Lack of conformed dimensions = "we have three different definitions of customer and the numbers don't tie." Common mid-size company problem.
How to answer "design a data model for X"
The framework that makes you look senior. They'll give you a business — design the warehouse for them.
- Ask about the business questions. "Before I model — what are the top three questions the business needs to answer? Revenue by segment? Retention? Unit economics?"
- Identify the core entities. Users, products, orders, GPUs, inference requests — whatever's central. These become dimensions.
- Identify the core events. What happens in the world that we want to count or measure? Each event becomes a fact table.
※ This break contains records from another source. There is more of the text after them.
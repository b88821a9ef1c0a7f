use std::ops::{Add, Sub};

/// A position on the lattice, which spans the whole `i32` range on both axes.
#[derive(Debug, PartialEq, Eq, Hash, Clone, Copy)]
pub struct Pos {
    pub x: i32,
    pub y: i32,
}

#[macro_export]
macro_rules! pos {
    ($x:expr, $y:expr) => {
        $crate::Pos { x: $x, y: $y }
    };
}

impl Pos {
    /// the surrounding positions, row by row, top left first. There are 8 of
    /// them except on the edges of the `i32` range.
    pub fn neighbors(self) -> impl Iterator<Item = Pos> {
        (-1..=1)
            .flat_map(|dy| (-1..=1).map(move |dx| pos!(dx, dy)))
            .filter(|offset| *offset != pos!(0, 0))
            .filter_map(move |offset| self.checked_add(offset))
    }

    pub fn checked_add(self, rhs: Pos) -> Option<Pos> {
        Some(pos!(self.x.checked_add(rhs.x)?, self.y.checked_add(rhs.y)?))
    }
}

impl Add for Pos {
    type Output = Self;
    fn add(self, rhs: Self) -> Self::Output {
        pos!(self.x + rhs.x, self.y + rhs.y)
    }
}

impl Sub for Pos {
    type Output = Self;
    fn sub(self, rhs: Self) -> Self::Output {
        pos!(self.x - rhs.x, self.y - rhs.y)
    }
}

/// Inclusive rectangle spanning a set of positions.
#[derive(Debug, PartialEq, Eq, Clone, Copy)]
pub struct Bounds {
    pub min: Pos,
    pub max: Pos,
}

impl Bounds {
    pub fn covering(positions: impl IntoIterator<Item = Pos>) -> Option<Self> {
        let mut positions = positions.into_iter();
        let first = positions.next()?;
        let bounds = positions.fold(Bounds { min: first, max: first }, |b, p| Bounds {
            min: pos!(b.min.x.min(p.x), b.min.y.min(p.y)),
            max: pos!(b.max.x.max(p.x), b.max.y.max(p.y)),
        });
        Some(bounds)
    }

    pub fn width(&self) -> usize {
        span(self.min.x, self.max.x)
    }

    pub fn height(&self) -> usize {
        span(self.min.y, self.max.y)
    }
}

fn span(min: i32, max: i32) -> usize {
    (i64::from(max) - i64::from(min)) as usize + 1
}

#[cfg(test)]
mod tests {
    use super::*;

    #[test]
    fn neighbors_exclude_center() {
        let actual: Vec<_> = pos!(0, 2).neighbors().collect();
        let expected = vec![
            pos!(-1, 1),
            pos!(0, 1),
            pos!(1, 1),
            pos!(-1, 2),
            pos!(1, 2),
            pos!(-1, 3),
            pos!(0, 3),
            pos!(1, 3),
        ];
        assert_eq!(actual, expected);
    }

    #[test]
    fn bounds_track_negative_coordinates() {
        let bounds = Bounds::covering([pos!(0, 0), pos!(2, 3), pos!(-2, 0), pos!(1, -1)]).unwrap();
        assert_eq!(bounds.min, pos!(-2, -1));
        assert_eq!(bounds.max, pos!(2, 3));
        assert_eq!(bounds.width(), 5);
        assert_eq!(bounds.height(), 5);
    }

    #[test]
    fn neighbors_stop_at_the_edge() {
        let corner: Vec<_> = pos!(i32::MAX, i32::MIN).neighbors().collect();
        assert_eq!(corner, vec![pos!(i32::MAX - 1, i32::MIN), pos!(i32::MAX - 1, i32::MIN + 1), pos!(i32::MAX, i32::MIN + 1)]);
        assert_eq!(pos!(i32::MIN, 0).neighbors().count(), 5);
    }

    #[test]
    #[cfg(target_pointer_width = "64")]
    fn bounds_spanning_the_whole_range() {
        let bounds = Bounds::covering([pos!(i32::MIN, 0), pos!(i32::MAX, 0)]).unwrap();
        assert_eq!(bounds.width(), 1 << 32);
        assert_eq!(bounds.height(), 1);
    }

    #[test]
    fn bounds_of_nothing() {
        assert_eq!(Bounds::covering(Vec::new()), None);
    }
}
- State the grain of each fact. "
fct_ordersis one row per order.fct_inference_requestsis one row per inference request." - Identify measures vs attributes. Measures go in facts (numeric, additive where possible). Attributes go in dims (descriptive).
- Decide on SCD strategy for each dim. Most are SCD1 (overwrite) by default; SCD2 where point-in-time accuracy matters.
- Sketch the diagram. Draw it. Star schema. Foreign keys. Talk through one query path.
- Mention edge cases. Late-arriving facts. Backfills. Time zones. Soft deletes. NULL handling.
- Discuss the layer strategy. Staging → marts. Where dbt fits.
Worked example: design for an AI inference platform
FACTS
─────
fct_inference_requests — one row per API request
request_id, customer_id, model_id, gpu_id, region_id, date_key,
ts, latency_ms, input_tokens, output_tokens, cost_usd, status
fct_gpu_hourly_utilization — one row per GPU per hour
gpu_id, hour_ts, utilization_pct, memory_used_gb, requests_served,
revenue_generated_usd, current_customer_id
fct_billing_events — one row per billing event
event_id, customer_id, date_key, ts, event_type, amount_usd
DIMENSIONS
──────────
dim_customers (SCD2) — one row per customer per attribute version
customer_key, customer_id, plan, region, signup_date, valid_from, valid_to
dim_models — one row per model
model_id, model_name, family, parameter_count, hosted_since
dim_gpus (SCD2) — one row per GPU per location change
gpu_key, gpu_id, gpu_type, provider_id, region_id, valid_from, valid_to
dim_providers — one row per GPU provider
dim_regions — one row per region
dim_date — one row per calendar day
With this model you can answer:
- "Revenue per customer per month" — sum cost_usd from fct_inference_requests, point-in-time joined to dim_customers.
- "GPU utilization by region" — fct_gpu_hourly_utilization joined to dim_gpus (current version) joined to dim_regions.
- "Provider payout this month" — fct_gpu_hourly_utilization × pricing logic per provider.
- "Average latency per model" — fct_inference_requests grouped by model_id.
Interview talking points
"With the business questions, not the source data. I ask the team what the top three to five things they need to answer are, and what 'good' looks like. Then I identify the entities — the dimensions — and the events — the facts. I state the grain of each fact out loud and confirm it with stakeholders before writing SQL. The schema falls out of that conversation, not the other way around. Source data is a constraint; the business question is the goal."
"Default to SCD1 — overwrite — for most dimensions, because most BI questions ask 'what does the world look like now.' I reach for SCD2 when the business genuinely needs point-in-time accuracy. The clearest case: financial reporting, where you need to know 'what plan was this customer on when they placed this order' — not what plan they're on today. Also: pricing, organizational changes (region/segment), anything regulators might ask about. The cost of SCD2 is more complex joins and more storage; the cost of not SCD2-ing something that needed it is silent wrong numbers in historical reports."
"Star schema as the canonical layer — that's where source-of-truth lives. OBT-style wide tables built on top for specific consumption use cases: self-serve BI, ML feature serving, dashboards where join cost matters. The wide tables are derived from the star; they're not what we test or document — the star is. The hybrid gives you the maintainability of normalized modeling and the query speed of denormalized consumption."